By Ben Reed, ESET senior technical strategist
Recently, BankInfoSecurity.com interviewed ESET Security Researcher Cameron Camp to get his take on one of the latest and looming threats targeting enterprises: distributed denial-of-service (DDoS) attacks. DDoS attacks are nothing new. They have been used for years to bombard a website with so much traffic that it either slows down or crashes completely.
But what is in fact new are DDoS attacks harnessing the power of “internet of Things” (IoT) devices — that is, devices that are directly connected to the internet — to cause cyber destruction. (We explained this type of attack in a previous post, and how individuals and small businesses can prevent their routers and other connected devices from being used to launch such an attack.)
Take the anonymized university that was hit when its connected “smart” vending machines and light sensors were used to carry out a DDoS attack preventing thousands of students from getting internet access. Or when Dyn, a company that controls much of the internet’s domain name system (DNS) infrastructure, was the victim of a botnet that used IoT devices such as cameras and DVR players to flood traffic to Dyn’s servers, causing a massive internet outage.
But what does this mean for the enterprises that are often the targets?
According to Cameron, very few networks can withstand an attack that co-opts millions of IoT devices and targets an organization with multiple hundreds of gigabits coming from everywhere. It raises the prospect of network segments or entire networks failing.
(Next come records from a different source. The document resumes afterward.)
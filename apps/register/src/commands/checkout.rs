//! # Checkout Commands
//!
//! From a filled cart to a printed receipt and back to an empty register.
//!
//! ```text
//! checkout ──► (payment dialog) ──► confirm_payment ──► print_receipt ──► complete_transaction
//!                    │                      │                 │
//!              cancel_payment          Receipt          PrintJob (URI + items)
//! ```

use barber_core::print::PrintJob;
use barber_core::{Receipt, Totals};
use serde::Serialize;
use tracing::{debug, info, warn};

use super::cart::CartResponse;
use crate::error::ApiError;
use crate::state::{Phase, RegisterState};

/// Result of a checkout attempt.
#[derive(Debug, Clone, Serialize)]
#[serde(rename_all = "camelCase")]
pub struct CheckoutResponse {
    /// `false` when the cart was empty and nothing happened.
    pub accepted: bool,
    pub phase: Phase,
    pub totals: Totals,
}

/// Opens the payment dialog.
///
/// An empty cart is not an error: the response carries `accepted: false`
/// and the register stays on the cart screen.
pub fn checkout(state: &mut RegisterState) -> Result<CheckoutResponse, ApiError> {
    debug!("checkout command");

    let accepted = state.begin_payment()?;
    let totals = state.transaction().totals();

    if accepted {
        info!(
            services = state.transaction().services().len(),
            products = state.transaction().product_lines().len(),
            total = %totals.total,
            "Checkout started"
        );
    } else {
        warn!("Checkout ignored: cart is empty");
    }

    Ok(CheckoutResponse {
        accepted,
        phase: state.phase(),
        totals,
    })
}

/// Closes the payment dialog and returns to the cart.
pub fn cancel_payment(state: &mut RegisterState) -> Result<CartResponse, ApiError> {
    debug!("cancel_payment command");

    state.cancel_payment()?;
    info!("Payment cancelled");

    Ok(CartResponse::from(&*state))
}

/// Confirms payment and issues the receipt.
pub fn confirm_payment(state: &mut RegisterState) -> Result<Receipt, ApiError> {
    debug!("confirm_payment command");

    let receipt = state.issue_receipt()?.clone();
    info!(
        transaction_id = %receipt.transaction_id,
        total = %receipt.totals.total,
        payment = %state.transaction().payment_method,
        "Payment confirmed, receipt issued"
    );

    Ok(receipt)
}

/// Produces the print bridge hand-off for the issued receipt.
///
/// May be called more than once (reprint).
pub fn print_receipt(state: &RegisterState) -> Result<PrintJob, ApiError> {
    debug!("print_receipt command");

    let job = state.print_job()?;
    info!(uri = %job.uri, lines = job.items.len(), "Print job prepared");

    Ok(job)
}

/// Ends the sale and resets the register for the next customer.
pub fn complete_transaction(state: &mut RegisterState) -> Result<CartResponse, ApiError> {
    debug!("complete_transaction command");

    state.complete()?;
    info!("Transaction completed, cart cleared");

    Ok(CartResponse::from(&*state))
}

#[cfg(test)]
mod tests {
    use super::*;
    use crate::commands::cart::{add_product, set_customer, toggle_service};
    use crate::error::ErrorCode;
    use crate::state::ConfigState;
    use barber_core::InMemoryCatalog;

    fn session() -> RegisterState {
        RegisterState::new(ConfigState::default(), InMemoryCatalog::sample())
    }

    #[test]
    fn test_empty_checkout_is_not_accepted() {
        let mut state = session();
        let response = checkout(&mut state).unwrap();

        assert!(!response.accepted);
        assert_eq!(response.phase, Phase::Open);
        assert!(response.totals.total.is_zero());
    }

    #[test]
    fn test_checkout_to_completion() {
        let mut state = session();
        toggle_service(&mut state, "1").unwrap();
        add_product(&mut state, "p1").unwrap();
        add_product(&mut state, "p1").unwrap();
        set_customer(&mut state, "Ahmad Rizky", "").unwrap();

        let response = checkout(&mut state).unwrap();
        assert!(response.accepted);
        assert_eq!(response.phase, Phase::AwaitingPayment);
        assert_eq!(response.totals.total.rupiah(), 269_500);

        let receipt = confirm_payment(&mut state).unwrap();
        let contents: Vec<&str> = receipt.lines.iter().map(|l| l.content.as_str()).collect();
        assert!(contents.contains(&"Customer: Ahmad Rizky"));
        assert!(contents.contains(&"Premium Pomade x2"));
        assert!(contents.contains(&"TOTAL: Rp 269.500"));

        let job = print_receipt(&state).unwrap();
        assert_eq!(job.items.len(), receipt.lines.len());
        assert!(job.uri.starts_with("my.bluetoothprint.scheme://http://localhost:3000/api/print-receipt?id="));

        let cart = complete_transaction(&mut state).unwrap();
        assert!(cart.is_empty);
        assert_eq!(cart.phase, Phase::Open);
    }

    #[test]
    fn test_print_before_payment_is_invalid_state() {
        let mut state = session();
        toggle_service(&mut state, "2").unwrap();

        let err = print_receipt(&state).unwrap_err();
        assert_eq!(err.code, ErrorCode::InvalidState);

        let err = confirm_payment(&mut state).unwrap_err();
        assert_eq!(err.code, ErrorCode::InvalidState);
    }

    #[test]
    fn test_cancel_returns_to_cart() {
        let mut state = session();
        toggle_service(&mut state, "4").unwrap();
        checkout(&mut state).unwrap();

        let cart = cancel_payment(&mut state).unwrap();
        assert_eq!(cart.phase, Phase::Open);
        assert!(cart.transaction.is_service_selected("4"));
    }
}
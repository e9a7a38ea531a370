//! # barber-register
//!
//! The register process: one cart session driven by JSON commands.
//!
//! ## Module Organization
//! ```text
//! barber_register/
//! ├── lib.rs          ◄─── You are here (startup, command loop)
//! ├── state/
//! │   ├── mod.rs      ◄─── State type exports
//! │   ├── config.rs   ◄─── ConfigState (defaults, TOML, env)
//! │   └── session.rs  ◄─── RegisterState (transaction + phase)
//! ├── commands/
//! │   ├── mod.rs      ◄─── Command decoding, dispatch, response envelope
//! │   ├── catalog.rs  ◄─── Catalog listing
//! │   ├── cart.rs     ◄─── Cart manipulation commands
//! │   └── checkout.rs ◄─── Payment, receipt, print, completion
//! └── error.rs        ◄─── API error type for commands
//! ```
//!
//! ## Protocol
//! One JSON command per input line, one JSON response per output line.
//! Logs go to stderr so stdout carries nothing but responses.

pub mod commands;
pub mod error;
pub mod state;

use std::io::{self, BufRead, Write};

use barber_core::InMemoryCatalog;
use tracing::{error, info};
use tracing_subscriber::EnvFilter;

use state::{ConfigState, RegisterState};

/// Runs the register on stdin/stdout until input closes.
///
/// ## Startup Sequence
/// ```text
/// ┌─────────────────────────────────────────────────────────────────────────┐
/// │  1. Initialize Logging ─── tracing-subscriber, RUST_LOG, stderr         │
/// │  2. Load Configuration ─── defaults → BARBER_CONFIG file → BARBER_* env │
/// │  3. Create Session ─────── sample catalog, empty transaction            │
/// │  4. Serve ──────────────── one response per command line until EOF      │
/// └─────────────────────────────────────────────────────────────────────────┘
/// ```
pub fn run() -> Result<(), Box<dyn std::error::Error>> {
    init_tracing();

    info!("Starting barber-register");

    let config = ConfigState::load().map_err(|e| {
        error!(error = %e, "Failed to load configuration");
        e
    })?;

    info!(
        shop = %config.shop.name,
        tax = %config.tax_rate().percent_label(),
        print_origin = %config.print_origin,
        "Configuration loaded"
    );

    let mut state = RegisterState::new(config, InMemoryCatalog::sample());

    let stdin = io::stdin();
    let stdout = io::stdout();
    serve(&mut state, stdin.lock(), stdout.lock())?;

    info!("Input closed, shutting down");
    Ok(())
}

/// Answers every non-blank line of `input` with one line on `output`.
pub fn serve<R, W>(state: &mut RegisterState, input: R, mut output: W) -> io::Result<()>
where
    R: BufRead,
    W: Write,
{
    for line in input.lines() {
        let line = line?;
        let line = line.trim();
        if line.is_empty() {
            continue;
        }

        let response = commands::handle_line(state, line);
        let encoded = serde_json::to_string(&response)?;

        writeln!(output, "{}", encoded)?;
        output.flush()?;
    }

    Ok(())
}

/// Initializes the tracing subscriber for structured logging.
///
/// ## Log Levels
/// - `RUST_LOG=debug` - Show debug messages
/// - `RUST_LOG=barber_register=trace` - Trace for the register only
/// - Default: `info,barber=debug`
fn init_tracing() {
    let filter = EnvFilter::try_from_default_env()
        .unwrap_or_else(|_| EnvFilter::new("info,barber=debug"));

    tracing_subscriber::fmt()
        .with_env_filter(filter)
        .with_writer(io::stderr)
        .init();
}
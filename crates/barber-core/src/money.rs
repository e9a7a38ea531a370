//! # Money Module
//!
//! Provides the `Money` type for rupiah amounts.
//!
//! ## Why Integer Money?
//! ```text
//! ┌─────────────────────────────────────────────────────────────────────────┐
//! │  Rupiah has no fractional subunit in day-to-day retail.                 │
//! │                                                                         │
//! │    Regular Haircut      75000                                           │
//! │    Premium Pomade x2   170000                                           │
//! │                                                                         │
//! │  Every amount is a whole number of rupiah held in an i64. Tax is the   │
//! │  only division in the system, and it rounds explicitly (see            │
//! │  `calculate_tax`). No floating point anywhere.                          │
//! └─────────────────────────────────────────────────────────────────────────┘
//! ```
//!
//! ## Usage
//! ```rust
//! use barber_core::money::{CurrencyStyle, Money};
//!
//! let price = Money::from_rupiah(85_000);
//! let line = price * 2;
//!
//! assert_eq!(line.rupiah(), 170_000);
//! assert_eq!(line.format(CurrencyStyle::Rupiah), "Rp 170.000");
//! assert_eq!(line.format(CurrencyStyle::Plain), "170000");
//! ```

use serde::{Deserialize, Serialize};
use std::fmt;
use std::iter::Sum;
use std::ops::{Add, AddAssign, Mul, Sub};
use ts_rs::TS;

use crate::types::TaxRate;

// =============================================================================
// Money Type
// =============================================================================

/// A whole-rupiah amount.
///
/// ## Design Decisions
/// - **i64 (signed)**: Leaves room for refunds even though the register
///   never produces negative amounts today
/// - **Single field tuple struct**: Serializes as a bare JSON number
///
/// ## Where Money is Used
/// ```text
/// Service.price ─────────────────────┐
///                                     ├──► subtotal ──► tax ──► total
/// Product.price × line quantity ─────┘
/// ```
#[derive(Debug, Clone, Copy, PartialEq, Eq, PartialOrd, Ord, Hash, Serialize, Deserialize, TS)]
#[ts(export)]
pub struct Money(i64);

impl Money {
    /// Creates a Money value from whole rupiah.
    #[inline]
    pub const fn from_rupiah(rupiah: i64) -> Self {
        Money(rupiah)
    }

    /// Returns the amount in whole rupiah.
    #[inline]
    pub const fn rupiah(&self) -> i64 {
        self.0
    }

    /// Returns zero money value.
    #[inline]
    pub const fn zero() -> Self {
        Money(0)
    }

    /// Checks if the value is zero.
    #[inline]
    pub const fn is_zero(&self) -> bool {
        self.0 == 0
    }

    /// Calculates tax on this amount, rounding half up.
    ///
    /// ## Rounding
    /// ```text
    /// ┌─────────────────────────────────────────────────────────────────────┐
    /// │  tax = (amount × bps + 5000) / 10000                                │
    /// │                                                                     │
    /// │  The +5000 is half of the 10000 divisor, so any remainder of       │
    /// │  exactly one half rounds up:                                        │
    /// │                                                                     │
    /// │     75000 × 10% = 7500    → 7500                                    │
    /// │        15 × 10% = 1.5     → 2                                       │
    /// │        14 × 10% = 1.4     → 1                                       │
    /// └─────────────────────────────────────────────────────────────────────┘
    /// ```
    /// i128 keeps the intermediate product from overflowing. Callers only
    /// pass non-negative subtotals; a negative amount would round toward
    /// zero instead.
    ///
    /// ## Example
    /// ```rust
    /// use barber_core::money::Money;
    /// use barber_core::types::TaxRate;
    ///
    /// let tax = Money::from_rupiah(75_000).calculate_tax(TaxRate::from_bps(1000));
    /// assert_eq!(tax.rupiah(), 7_500);
    /// ```
    pub fn calculate_tax(&self, rate: TaxRate) -> Money {
        let tax = (self.0 as i128 * rate.bps() as i128 + 5000) / 10000;
        Money::from_rupiah(tax as i64)
    }

    /// Formats the amount for a receipt or display.
    ///
    /// - `Rupiah`: `Rp 170.000` (dot thousands separator, no fraction digits)
    /// - `Plain`: `170000`
    pub fn format(&self, style: CurrencyStyle) -> String {
        match style {
            CurrencyStyle::Plain => self.0.to_string(),
            CurrencyStyle::Rupiah => {
                let sign = if self.0 < 0 { "-" } else { "" };
                format!("{}Rp {}", sign, group_thousands(self.0.unsigned_abs()))
            }
        }
    }
}

/// Inserts `.` between every group of three digits: 1250000 → 1.250.000.
fn group_thousands(value: u64) -> String {
    let digits = value.to_string();
    let mut out = String::with_capacity(digits.len() + digits.len() / 3);

    for (i, ch) in digits.chars().enumerate() {
        if i > 0 && (digits.len() - i) % 3 == 0 {
            out.push('.');
        }
        out.push(ch);
    }

    out
}

// =============================================================================
// Currency Style
// =============================================================================

/// How amounts are rendered into receipt text.
#[derive(Debug, Clone, Copy, PartialEq, Eq, Default, Serialize, Deserialize, TS)]
#[ts(export)]
#[serde(rename_all = "lowercase")]
pub enum CurrencyStyle {
    /// Indonesian Rupiah: `Rp 75.000`.
    #[default]
    Rupiah,
    /// Bare integer: `75000`.
    Plain,
}

// =============================================================================
// Trait Implementations
// =============================================================================

/// Display uses the rupiah style.
impl fmt::Display for Money {
    fn fmt(&self, f: &mut fmt::Formatter<'_>) -> fmt::Result {
        f.write_str(&self.format(CurrencyStyle::Rupiah))
    }
}

impl Default for Money {
    fn default() -> Self {
        Money::zero()
    }
}

impl Add for Money {
    type Output = Self;

    #[inline]
    fn add(self, other: Self) -> Self {
        Money(self.0 + other.0)
    }
}

impl AddAssign for Money {
    #[inline]
    fn add_assign(&mut self, other: Self) {
        self.0 += other.0;
    }
}

impl Sub for Money {
    type Output = Self;

    #[inline]
    fn sub(self, other: Self) -> Self {
        Money(self.0 - other.0)
    }
}

/// Multiplication by a line quantity.
impl Mul<u32> for Money {
    type Output = Self;

    #[inline]
    fn mul(self, qty: u32) -> Self {
        Money(self.0 * qty as i64)
    }
}

impl Sum for Money {
    fn sum<I: Iterator<Item = Money>>(iter: I) -> Self {
        iter.fold(Money::zero(), Add::add)
    }
}

// =============================================================================
// Unit Tests
// =============================================================================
The importance of relationships
The first thing is to have relationships with your upstream internet service providers. This seems obvious to IT practitioners, but its importance is less obvious to others in the organization. As Cameron explains, these situations in the end come down to person one in your organization, calling person two who is a buddy at a major network provider or intersection, saying “here's what we're seeing.” When you cultivate those relationships, you both understand the business imperatives and what an attack means. That makes it easier to solve the puzzle, triage the situation, and determine the right steps to take so you can continue to do business.
Prospects for improvement
While the above preparations are important, it’s important to keep the threat in perspective. “The sky is not falling,” Cameron says. Yet, he points out that there are many, many old routers that haven’t been touched in years, and aren’t up to modern security standards. Getting their owners to replace or update a device that seems to be working is an uphill battle. Governments are putting pressure on IoT device manufacturers to improve security, and it will be interesting to see how they respond in the coming year. In security, he says, “We win in increments. There's no such thing as perfect or 100 percent security. There’s better and better security, and that's what we can do.”
Prediction and prevention
One of the newest ways to address better security is through threat intelligence services that have been growing in popularity over the last year. Take ESET Threat Intelligence, for example. It is a service that predicts and proactively notifies you of real-time threats targeting your business. By providing deep insights into the who, why and what behind potential attacks, services like this enable your internal team to better understand and manage business risk — and improve the effectiveness of your security defenses. (You can hear more about this from our CEO here.)
Finally, if you work for an enterprise, you may want to make sure you are following the Gartner-recommended Adaptive Security Architecture. This is a security framework that supports security teams’ efforts to predict, prevent, detect and respond to attacks. Following and implementing this architecture will help you get one step closer to ensuring your cyber defenses are layered, and bring you one step closer to fighting those lurking DDoS attacks.